Zdaniem autorów wspomnianego „Global Tax Evasion report 2024” wciąż istnieje wiele wątpliwości. Jak piszą „[…] w dalszym ciągu niewiele wiadomo na temat skutków tej nowej polityki. Czy globalne zjawisko uchylania się od płacenia podatków maleje, czy rośnie? Czy pojawiają się nowe problemy, a jeśli tak, to jakie? Te pytania mają ogromne znaczenie w obliczu rosnących nierówności dochodów i majątku oraz wysokiego długu publicznego w krajach Unii Europejskiej w okresie popandemicznym oraz w sytuacji dużych potrzeb w zakresie dochodów rządowych na przeciwdziałanie zmianom klimatu i finansowania służby zdrowia, edukacji i infrastruktury publicznej”.

Podatek Tobina ciekawą alternatywą?

Wobec wątpliwości związanych z podatkiem minimalnym warto przywołać starszą ideę, która również służy celowi sprawiedliwości i efektywności podatkowej. Mowa o zapomnianym już nieco podatku Tobina. Jest to danina nakładana na transakcje kupna i sprzedaży walut – pomysł amerykańskiego noblisty Jamesa Tobina. Stawka podatku w zamyśle jest bardzo niska, a wpływy z niej służą zmniejszaniu nierówności społecznych. Atutem tej daniny jest również zmniejszenie szkodliwej działalności o charakterze spekulacyjnym.

Podatek ten służy odzyskaniu choć minimalnej części zysków od bogatych spekulantów i przeznaczeniu ich dla szerszych grup społecznych. Z punktu widzenia zasady malejącej użyteczności krańcowej wydaje się to pożyteczne. Wszak ubożsi bardziej potrzebują dodatkowych kwot niż zamożniejsi. Z drugiej strony – jak wskazują choćby przedstawiciele austriackiej szkoły ekonomicznej – międzyosobowe porównywanie użyteczności nie jest możliwe. Nie istnieje bowiem równoważnik pozwalający na dokonywanie takich porównań. Może się okazać, że zamożny spekulant bardziej potrzebuje pieniędzy niż przeciętny przedstawiciel społeczeństwa, choć ujmując sprawę zdroworozsądkowo całość wygląda nieco inaczej.

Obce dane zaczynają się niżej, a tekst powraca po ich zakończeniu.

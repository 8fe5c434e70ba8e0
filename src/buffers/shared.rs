//! Shared buffers and the allocator that creates them

use std::{
    ptr::NonNull,
    sync::{
        atomic::{AtomicU64, Ordering},
        Arc,
    },
};

use serde::{Deserialize, Serialize};

use crate::{
    dtype::{DType, Element},
    error::{Result, ShmPoolError},
    memory::{BackingType, RegionConfig, RegionHandle, SharedMemoryRegion},
    shape::Shape,
};

use super::config::AllocatorConfig;

/// A fixed-length block of elements in storage every cooperating process can map.
///
/// Cloning a `SharedBuffer` clones the local handle to the mapping, not the
/// data. The element dtype and length never change after allocation.
#[derive(Debug, Clone)]
pub struct SharedBuffer {
    region: Arc<SharedMemoryRegion>,
    dtype: DType,
    len: usize,
}

/// Raw, process-independent description of a [`SharedBuffer`]
#[derive(Debug, Clone, PartialEq, Eq, Serialize, Deserialize)]
pub struct BufferHandle {
    pub region: RegionHandle,
    pub dtype: DType,
    pub len: usize,
}

impl SharedBuffer {
    /// Element type
    pub fn dtype(&self) -> DType {
        self.dtype
    }

    /// Number of elements
    pub fn len(&self) -> usize {
        self.len
    }

    /// Always false; empty buffers cannot be allocated
    pub fn is_empty(&self) -> bool {
        self.len == 0
    }

    /// Bytes occupied by the elements
    pub fn size_bytes(&self) -> usize {
        self.len * self.dtype.size_bytes()
    }

    /// Region holding the elements
    pub fn region(&self) -> &Arc<SharedMemoryRegion> {
        &self.region
    }

    /// Handle for re-attaching this buffer in another process
    pub fn handle(&self) -> BufferHandle {
        BufferHandle {
            region: self.region.handle(),
            dtype: self.dtype,
            len: self.len,
        }
    }

    /// Map a buffer described by `handle`.
    ///
    /// # Safety
    /// Same contract as [`SharedMemoryRegion::attach`].
    pub unsafe fn attach(handle: &BufferHandle) -> Result<Self> {
        let needed = byte_len(handle.len, handle.dtype)?;
        if needed > handle.region.size {
            return Err(ShmPoolError::memory(format!(
                "buffer of {} x {} needs {} bytes, region '{}' has {}",
                handle.len, handle.dtype, needed, handle.region.name, handle.region.size
            )));
        }
        let region = SharedMemoryRegion::attach(&handle.region)?;
        Ok(Self {
            region: Arc::new(region),
            dtype: handle.dtype,
            len: handle.len,
        })
    }

    /// Typed pointer to the first element; fails unless `T` matches the dtype
    pub fn typed_ptr<T: Element>(&self) -> Result<NonNull<T>> {
        if T::DTYPE != self.dtype {
            return Err(ShmPoolError::DtypeMismatch {
                expected: T::DTYPE,
                actual: self.dtype,
            });
        }
        // Mappings are page aligned, which satisfies every registered word.
        let ptr = unsafe { self.region.as_mut_ptr_unsafe::<T>() };
        NonNull::new(ptr).ok_or_else(|| ShmPoolError::memory("shared mapping has a null base"))
    }
}

/// Creates shared buffers according to an [`AllocatorConfig`]
#[derive(Debug, Clone, Default)]
pub struct RegionAllocator {
    config: AllocatorConfig,
}

impl RegionAllocator {
    /// Create an allocator, validating `config`
    pub fn new(config: AllocatorConfig) -> Result<Self> {
        config.validate()?;
        Ok(Self { config })
    }

    /// Allocator configuration
    pub fn config(&self) -> &AllocatorConfig {
        &self.config
    }

    /// Allocate a buffer of `product(shape)` elements of `dtype`
    pub fn allocate(&self, shape: &Shape, dtype: DType) -> Result<SharedBuffer> {
        let len = shape.num_elements().ok_or_else(|| {
            ShmPoolError::invalid_parameter(
                "shape",
                format!("shape {} overflows the element count", shape),
            )
        })?;
        if len == 0 {
            return Err(ShmPoolError::invalid_parameter(
                "shape",
                format!("shape {} holds no elements", shape),
            ));
        }
        let size = byte_len(len, dtype)?;
        let region = self.region(size, "buf")?;
        Ok(SharedBuffer {
            region,
            dtype,
            len,
        })
    }

    /// Allocate a one-element buffer for a control value
    pub fn allocate_scalar(&self, dtype: DType) -> Result<SharedBuffer> {
        self.allocate(&Shape::scalar(), dtype)
    }

    /// Create a fresh region of `size` bytes with a generated name
    pub(crate) fn region(&self, size: usize, kind: &str) -> Result<Arc<SharedMemoryRegion>> {
        let name = format!(
            "{}-{}-{}-{}",
            self.config.name_prefix,
            kind,
            std::process::id(),
            next_region_sequence()
        );
        let mut config = RegionConfig::new(name, size)
            .with_backing_type(self.config.backing_type)
            .with_permissions(self.config.permissions);
        if self.config.backing_type == BackingType::FileBacked {
            if let Some(directory) = &self.config.directory {
                let path = directory.join(&config.name);
                config = config.with_file_path(path);
            }
        }
        Ok(Arc::new(SharedMemoryRegion::new(config)?))
    }
}

/// Allocate a buffer with the default allocator
pub fn allocate(shape: &Shape, dtype: DType) -> Result<SharedBuffer> {
    RegionAllocator::default().allocate(shape, dtype)
}

/// Allocate a one-element buffer with the default allocator
pub fn allocate_scalar(dtype: DType) -> Result<SharedBuffer> {
    RegionAllocator::default().allocate_scalar(dtype)
}

fn byte_len(len: usize, dtype: DType) -> Result<usize> {
    len.checked_mul(dtype.size_bytes())
        .ok_or_else(|| ShmPoolError::invalid_parameter("shape", "buffer size overflows usize"))
}

/// Process-wide counter keeping generated region names unique
fn next_region_sequence() -> u64 {
    static SEQUENCE_COUNTER: AtomicU64 = AtomicU64::new(1);
    SEQUENCE_COUNTER.fetch_add(1, Ordering::Relaxed)
}
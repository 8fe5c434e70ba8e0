//! # shmpool - Shared-Memory Buffer Pools
//!
//! shmpool keeps a fixed set of pre-allocated numeric arrays in shared memory
//! and hands them out to cooperating processes through a lock-free FIFO free
//! list, so large arrays move between workers without being copied.
//!
//! ## Features
//!
//! - **Typed views**: reinterpret raw shared storage as shaped `f32`/`f64` arrays, row- or column-major
//! - **Buffer pools**: N identically shaped buffers behind `get_buffer` / `reclaim`
//! - **Record pools**: N named groups of independently shaped buffers with length-truncated checkout
//! - **Cross-process free list**: bounded MPMC ring in shared memory, double frees rejected
//! - **Process handoff**: serialisable handles, re-attached with memfd inheritance or by file path
//!
//! ## Architecture
//!
//! ```text
//! ┌──────────────────────────────────────────────────┐
//! │  Factories: create_buffers, create_dict_buffers  │
//! ├────────────────────────┬─────────────────────────┤
//! │  BufferManager         │  BufferedDictManager    │
//! │  - one shape per slot  │  - named fields         │
//! │  - index projection    │  - length truncation    │
//! ├────────────────────────┴─────────────────────────┤
//! │  FreeListQueue (slot ids, own shared region)     │
//! ├──────────────────────────────────────────────────┤
//! │  SharedBuffer + View  │  DType table, Shape      │
//! ├──────────────────────────────────────────────────┤
//! │  SharedMemoryRegion (memfd or file-backed mmap)  │
//! └──────────────────────────────────────────────────┘
//! ```
//!
//! ## Usage
//!
//! ```no_run
//! use shmpool::{create_managed_buffers, Shape};
//!
//! let pool = create_managed_buffers::<f64>(4, &Shape::from([128, 3]))?;
//! let (slot, mut view) = pool.get_buffer(None)?;
//! view.fill(0.0);
//! pool.reclaim(slot)?;
//! # Ok::<(), shmpool::ShmPoolError>(())
//! ```

pub mod buffers;
pub mod dtype;
pub mod error;
pub mod free_list;
pub mod memory;
pub mod pools;
pub mod shape;

pub use buffers::{
    allocate, allocate_scalar, as_view, AllocatorConfig, AxisSlice, BufferHandle,
    RegionAllocator, SharedBuffer, View,
};
pub use dtype::{DType, Element, StorageWord};
pub use error::{Result, ShmPoolError};
pub use free_list::{FreeListQueue, QueueHandle, SlotId};
pub use memory::{BackingType, RegionConfig, RegionHandle, SharedMemoryRegion};
pub use pools::{
    create_buffers, create_dict_buffers, create_managed_buffers, create_managed_dict_buffers,
    create_shared_dict, create_shared_dict_with_shapes, reconstruct_named_views,
    BufferRecord, BufferedDictManager, BufferManager, DictPoolHandles, NamedViews, PoolFactory,
    PoolHandles, PoolStats, SharedDict,
};
pub use shape::{Order, Shape, ShapeSpec};

// Version information
pub const VERSION: &str = env!("CARGO_PKG_VERSION");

Kwestia podatku Tobina budzi jednak pewne wątpliwości. Bankowcy i liberalnie nastawieni ekonomiści twierdzą, że narusza on swobody działalności gospodarczej. Ich zdaniem podatek ten jest szkodliwy, ponieważ wiąże się z negatywnym wpływem na transakcje. Zwolennikom tego rozwiązania zarzuca się również populizm. Istotnie, trudności gospodarcze sprzyjają zwiększonemu zainteresowaniu taką daniną, określaną często jako „podatek Robin Hooda”. Z drugiej jednak strony podatek Tobina wyróżnia się prostotą, a jego uciążliwość powinna być niewielka. Ten rodzaj opodatkowania wiąże się bowiem z minimalną stawką – niewielkimi kosztami i dużymi potencjalnymi korzyściami dla budżetu.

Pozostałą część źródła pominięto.